Wait, the point was not to shield civilians from attack, but from attack by a particular person? Things in Libya are objectively worse; if your point of view is correct, NATO should still be engaged in theater. There are far more refugees than there otherwise would be.

I honestly do believe there would have been more due to examples of how Gaddafi handled matters at the height of his power.

https://www.hrw.org/report/2006/06/28/libya-june-1996-killings-abu-salim-prison#

In the summer of 1996, stories began to filter out of Libya about a mass killing in Tripoli’s Abu Salim prison. The details remained scarce, and the government initially denied that an incident had taken place. Libyan groups outside the country said up to 1,200 prisoners had died.

Now that is near the top of the higher estimations for both conflicts in Libya.

A just conflict is one which has the approval of the correct politicians. If that's your position, then fine, but it's not as though interventions put before the alliance are turned down.
Why do you think NATO involvement was not sought in the 1991 Persian Gulf War?

My positions is that that liberal interventions are more interested in building coalitions and following international law. Bush jr and Cheney went into Iraq after the Security Council (including European allies on it) ruled against invading and weakened US influence in several allies . Clinton, Al-Gore and Obama would not have invaded anywhere after being told no by the Security Council.

On the First Gulf War, probably because the Saudi wanted to minimize the amount of 'infidels' stationed on their territory and the number of states in the immediate region reduced the need for NATO and perhaps being nervous about the fighting capabilities of the Iraqi army. As many were fearful of a blood bath prior to Desert Storm commencing.

Why was UN support necessary for your peacekeeping force if it was appropriate for them to outsource to NATO the air campaign initially?

The UN does not have an air force but does have peacekeepers so I'm not sure how seriously I should take this point.

Have there not been other recent black swan events that avoided so reckless a response? I really don't know why you're defending this when even President Obama has admitted that they dropped the ball.

The most recent edit comperable end edit blackswan event aside from the Arab Spring was the fall of the Warsaw pact and those governments did not have as many loyalist troops left.

I was thinking that the change had been earlier in the Obama presidency.

Maybe but I haven't found anything earlier than the 2016 story.

Must be why Bashar al-Assad is still in power.

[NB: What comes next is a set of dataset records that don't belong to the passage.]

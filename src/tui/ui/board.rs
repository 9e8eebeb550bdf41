use crate::state::{Outcome, Status};
use crate::tui::app::AppState;
use ratatui::prelude::*;
use ratatui::widgets::*;

use super::layout::{box_columns, centered_rect, inner};

const BOX_WIDTH: u16 = 8;

pub(super) fn draw_board(f: &mut Frame, app: &AppState) {
    let size = f.area();
    let status_height: u16 = 3 + 2;

    let chunks = Layout::default()
        .direction(Direction::Vertical)
        .constraints([
            Constraint::Length(3),             // header
            Constraint::Length(3),             // current number
            Constraint::Length(5),             // boxes
            Constraint::Min(3),                // trash
            Constraint::Length(status_height), // status bar
        ])
        .split(size);

    let state = app.session.state();
    let cfg = state.config();
    let seed = app.cfg_seed.map(|s| s.to_string()).unwrap_or_else(|| "random".to_string());
    let header = Paragraph::new(Line::from(format!(
        "Boxes: {}   Numbers: 1-{}   Left in pool: {}   Seed: {}",
        cfg.box_count(),
        cfg.max_number(),
        state.pool().len(),
        seed,
    )))
    .block(Block::default().title("roskis").borders(Borders::ALL));
    f.render_widget(header, chunks[0]);

    let current_line = match (state.status(), app.visible_number()) {
        (Status::InProgress, Some(n)) => Line::from(vec![
            Span::raw("Place number: "),
            Span::styled(n.to_string(), Style::default().add_modifier(Modifier::BOLD)),
        ]),
        (Status::InProgress, None) => {
            Line::from(Span::styled("…", Style::default().add_modifier(Modifier::DIM)))
        }
        (status, _) => Line::from(status.label()),
    };
    let current = Paragraph::new(current_line)
        .alignment(Alignment::Center)
        .block(Block::default().borders(Borders::ALL));
    f.render_widget(current, chunks[1]);

    draw_boxes(f, chunks[2], app);
    draw_trash(f, chunks[3], app);
    draw_status(f, chunks[4], app);

    if app.help_open() {
        draw_help(f);
    } else if let Some(outcome) = app.outcome {
        draw_game_over(f, app, outcome);
    }
}

fn draw_boxes(f: &mut Frame, area: Rect, app: &AppState) {
    let block = Block::default().title("Boxes").borders(Borders::ALL);
    f.render_widget(block, area);
    let boxes = app.session.state().boxes();
    let placeable = app.placeable_boxes();
    let columns = box_columns(inner(area), boxes.len(), BOX_WIDTH);
    for (i, slot) in boxes.as_slice().iter().enumerate() {
        let Some(&cell) = columns.get(i) else {
            continue;
        };
        let can_click = placeable.contains(&i);
        let mut block = Block::default()
            .borders(Borders::ALL)
            .title(format!("{}", i + 1))
            .title_alignment(Alignment::Center);
        let mut border = Style::default();
        if can_click {
            border = border.fg(Color::Green);
        } else if slot.is_none() {
            border = border.add_modifier(Modifier::DIM);
        }
        if i == app.selected && !app.game_over() {
            border = border.fg(Color::Yellow).add_modifier(Modifier::BOLD);
        }
        block = block.border_style(border);
        let content = match slot {
            Some(v) => Line::from(Span::styled(
                v.to_string(),
                Style::default().add_modifier(Modifier::BOLD),
            )),
            None if can_click => Line::from(Span::styled("+", Style::default().fg(Color::Green))),
            None => Line::from(""),
        };
        f.render_widget(Paragraph::new(content).alignment(Alignment::Center).block(block), cell);
    }
}

fn draw_trash(f: &mut Frame, area: Rect, app: &AppState) {
    let trash = app.session.state().trash();
    let mut block = Block::default().title("Trash").borders(Borders::ALL);
    if app.trash_flashing() {
        block = block.border_style(Style::default().fg(Color::Red).add_modifier(Modifier::BOLD));
    }
    let line = if trash.is_empty() {
        Line::from(Span::styled("empty", Style::default().add_modifier(Modifier::DIM)))
    } else {
        let joined = trash.iter().map(|n| n.to_string()).collect::<Vec<_>>().join(", ");
        Line::from(Span::styled(joined, Style::default().fg(Color::Red)))
    };
    f.render_widget(Paragraph::new(line).wrap(Wrap { trim: true }).block(block), area);
}

fn draw_status(f: &mut Frame, area: Rect, app: &AppState) {
    f.render_widget(Block::default().borders(Borders::ALL).title("Status"), area);
    let cols = Layout::default()
        .direction(Direction::Horizontal)
        .constraints([Constraint::Percentage(65), Constraint::Percentage(35)])
        .split(inner(area));

    let mut left_info: Vec<Line> = Vec::new();
    if app.game_over() {
        left_info.push(Line::from("Game over. Press Enter or R to play again."));
    } else {
        let placeable = app.placeable_boxes();
        let stuck = app.visible_number().is_some() && placeable.is_empty();
        let action_style = |enabled: bool| {
            if enabled {
                Style::default().add_modifier(Modifier::BOLD)
            } else {
                Style::default().add_modifier(Modifier::DIM)
            }
        };
        left_info.push(Line::from(format!("Selected: box {}", app.selected + 1)));
        left_info.push(Line::from(vec![
            Span::raw("Actions: "),
            Span::styled("Enter place", action_style(placeable.contains(&app.selected))),
            Span::raw(" • "),
            Span::styled("T trash", action_style(stuck)),
            Span::raw(" • "),
            Span::styled("A auto", action_style(app.visible_number().is_some())),
        ]));
    }
    if let Some(err) = app.action_error() {
        left_info.push(Line::from(Span::styled(
            format!("Error: {err}"),
            Style::default().fg(Color::Red),
        )));
    }

    let right_keys = vec![Line::from(""), Line::from("? help • M menu • Q quit")];
    f.render_widget(Paragraph::new(left_info).wrap(Wrap { trim: true }), cols[0]);
    f.render_widget(
        Paragraph::new(right_keys).wrap(Wrap { trim: true }).alignment(Alignment::Right),
        cols[1],
    );
}

fn draw_game_over(f: &mut Frame, app: &AppState, outcome: Outcome) {
    let area = centered_rect(50, 40, f.area());
    let trash = app.session.state().trash().len();
    let (title, color, lines) = match outcome {
        Outcome::Perfect => (
            "Perfect game!",
            Color::Green,
            vec![Line::from("Every box filled without touching the trash.")],
        ),
        Outcome::WithTrash => (
            "Finished",
            Color::Yellow,
            vec![Line::from(format!(
                "All boxes filled with {trash} number{} in the trash.",
                if trash == 1 { "" } else { "s" }
            ))],
        ),
        Outcome::Lost => (
            "Out of numbers",
            Color::Red,
            vec![Line::from("The pool ran dry before the row was full.")],
        ),
    };
    let mut lines = lines;
    lines.push(Line::from(""));
    lines.push(Line::from(app.session.state().boxes().to_string()));
    lines.push(Line::from(""));
    lines.push(Line::from(Span::styled(
        "Enter / R: play again • Q: quit",
        Style::default().add_modifier(Modifier::DIM),
    )));
    let block = Block::default()
        .title(title)
        .borders(Borders::ALL)
        .border_style(Style::default().fg(color).add_modifier(Modifier::BOLD));
    f.render_widget(Clear, area);
    f.render_widget(block, area);
    f.render_widget(Paragraph::new(lines).alignment(Alignment::Center), inner(area));
}

fn draw_help(f: &mut Frame) {
    let area = centered_rect(60, 70, f.area());
    let block = Block::default().title("Help").borders(Borders::ALL);
    let lines = vec![
        Line::from(Span::styled("Board:", Style::default().add_modifier(Modifier::BOLD))),
        Line::from("- Left / Right (h / l): move selection"),
        Line::from("- 1-9, 0: select box 1-10"),
        Line::from("- Enter / Space: place number in selected box"),
        Line::from("- T: trash number (only when it fits nowhere)"),
        Line::from("- A: let the computer make this move"),
        Line::from("- R: restart"),
        Line::from(""),
        Line::from(Span::styled("Menu:", Style::default().add_modifier(Modifier::BOLD))),
        Line::from("- M / Esc: open menu"),
        Line::from("- Up / Down: move selection"),
        Line::from("- + / -: adjust value, 0-9 to type"),
        Line::from("- Enter: start"),
        Line::from("- Q: quit"),
        Line::from(""),
        Line::from("Close help: ? or Esc"),
    ];
    let para = Paragraph::new(lines).wrap(Wrap { trim: true });
    f.render_widget(Clear, area);
    f.render_widget(block, area);
    f.render_widget(para, inner(area));
}
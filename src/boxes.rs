use std::fmt;

#[derive(thiserror::Error, Debug, Clone, PartialEq, Eq)]
#[non_exhaustive]
pub enum BoxesError {
    #[error("filled boxes are not strictly increasing at index {0}")]
    NotIncreasing(usize),
}

/// The row of ordered boxes. Each slot is empty or holds one number.
///
/// ```
/// use roskis::boxes::Boxes;
///
/// let row = Boxes::try_from_slots(vec![Some(2), None, Some(9)]).unwrap();
/// assert_eq!(row.len(), 3);
/// assert_eq!(row.filled_count(), 2);
/// assert!(!row.is_full());
/// ```
#[derive(Debug, Clone, PartialEq, Eq, Hash)]
pub struct Boxes {
    slots: Vec<Option<u16>>,
}

impl Boxes {
    pub fn empty(len: usize) -> Self {
        Self { slots: vec![None; len] }
    }

    /// Build a row from explicit slots, checking the increasing order.
    pub fn try_from_slots(slots: Vec<Option<u16>>) -> Result<Self, BoxesError> {
        let row = Self { slots };
        if let Some(idx) = row.first_order_violation() {
            return Err(BoxesError::NotIncreasing(idx));
        }
        Ok(row)
    }

    pub fn len(&self) -> usize {
        self.slots.len()
    }

    pub fn is_empty(&self) -> bool {
        self.slots.is_empty()
    }

    pub fn as_slice(&self) -> &[Option<u16>] {
        &self.slots
    }

    pub fn get(&self, index: usize) -> Option<u16> {
        self.slots.get(index).copied().flatten()
    }

    pub fn is_occupied(&self, index: usize) -> bool {
        self.get(index).is_some()
    }

    pub fn is_full(&self) -> bool {
        self.slots.iter().all(Option::is_some)
    }

    pub fn filled_count(&self) -> usize {
        self.slots.iter().filter(|s| s.is_some()).count()
    }

    /// Filled values, left to right.
    pub fn values(&self) -> impl Iterator<Item = u16> + '_ {
        self.slots.iter().flatten().copied()
    }

    pub fn contains(&self, number: u16) -> bool {
        self.values().any(|v| v == number)
    }

    /// `(index, value)` pairs for every slot, as reported to the presentation layer.
    pub fn snapshot(&self) -> Vec<(usize, Option<u16>)> {
        self.slots.iter().copied().enumerate().collect()
    }

    /// Index of the first filled slot whose value is not greater than the
    /// filled slot before it, if any.
    pub fn first_order_violation(&self) -> Option<usize> {
        let mut prev: Option<u16> = None;
        for (i, slot) in self.slots.iter().enumerate() {
            if let Some(v) = *slot {
                if prev.is_some_and(|p| v <= p) {
                    return Some(i);
                }
                prev = Some(v);
            }
        }
        None
    }

    pub fn is_increasing(&self) -> bool {
        self.first_order_violation().is_none()
    }

    /// Whether `number` fits between its filled neighbours at `index`.
    /// Does not check occupancy of `index` itself.
    pub fn respects_order(&self, number: u16, index: usize) -> bool {
        let left_ok = self.slots[..index.min(self.slots.len())].iter().flatten().all(|&v| v < number);
        let right_ok = self.slots.iter().skip(index + 1).flatten().all(|&v| v > number);
        left_ok && right_ok
    }

    /// Copy of the row with `number` written at `index`.
    pub(crate) fn with(&self, index: usize, number: u16) -> Self {
        let mut next = self.clone();
        next.slots[index] = Some(number);
        next
    }

    pub(crate) fn set(&mut self, index: usize, number: u16) {
        self.slots[index] = Some(number);
    }
}

impl fmt::Display for Boxes {
    fn fmt(&self, f: &mut fmt::Formatter<'_>) -> fmt::Result {
        let parts: Vec<String> = self
            .slots
            .iter()
            .map(|s| s.map(|v| v.to_string()).unwrap_or_else(|| "_".to_string()))
            .collect();
        write!(f, "[{}]", parts.join(" "))
    }
}
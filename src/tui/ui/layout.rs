use ratatui::layout::{Constraint, Direction, Flex};
use ratatui::prelude::{Layout, Rect};

/// Area inside a one-cell border.
pub(super) fn inner(area: Rect) -> Rect {
    Rect {
        x: area.x.saturating_add(1),
        y: area.y.saturating_add(1),
        width: area.width.saturating_sub(2),
        height: area.height.saturating_sub(2),
    }
}

/// A rectangle of `percent_x` by `percent_y` centred in `r`.
pub(super) fn centered_rect(percent_x: u16, percent_y: u16, r: Rect) -> Rect {
    let [row] = Layout::default()
        .direction(Direction::Vertical)
        .constraints([Constraint::Percentage(percent_y)])
        .flex(Flex::Center)
        .areas(r);
    let [area] = Layout::default()
        .direction(Direction::Horizontal)
        .constraints([Constraint::Percentage(percent_x)])
        .flex(Flex::Center)
        .areas(row);
    area
}

/// `count` equal columns of at most `max_width` cells, centred in `area`.
pub(super) fn box_columns(area: Rect, count: usize, max_width: u16) -> Vec<Rect> {
    if count == 0 {
        return Vec::new();
    }
    let width = (area.width / count as u16).min(max_width);
    Layout::default()
        .direction(Direction::Horizontal)
        .constraints((0..count).map(|_| Constraint::Length(width)).collect::<Vec<_>>())
        .flex(Flex::Center)
        .split(area)
        .to_vec()
}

If he did not have the Iranians and Russians on side how do you think he would be fairing?

It's called damage control and getting ahead of a story.

The problem with that hypothesis is considering none of the reports in Libya ever made contact with these groups that there was not there numbers needed for admission.

Libya was not a focus over the past few years because it was cooperating with western intelligence on weapons proliferation and terrorism.

If the Saudis starting killing masses of civilian protests would you be happy for nothing to be done? Heck are you happy with Trump continuing the weapons sales deal in light of their embassy murder. Or him not even trying to curb their actions in Yemen?

Democratic partners of the US believed Gaddafi should go, and I would find it disconcerting if the US stuck by him.

Regimes which have not remain in power despite behavior as egregious if not more so than Colonel Qadhafi's.

But Gaddafi was more diplomatically isolated so a census could be built.


Also, unless they're worried about underground bunkers, legitimate targets in Libya can be observed fairly well from satellites. I can appreciate that thy want to minimize civilian deaths, but I don't know how that requires enough personnel on the ground that the government allows their presence to be acknowledged as it is occurring.

None of the reporters in Libya (or rebels for that matter) ever accidentally showed these groups in action so I'm not confident that point was actually reached.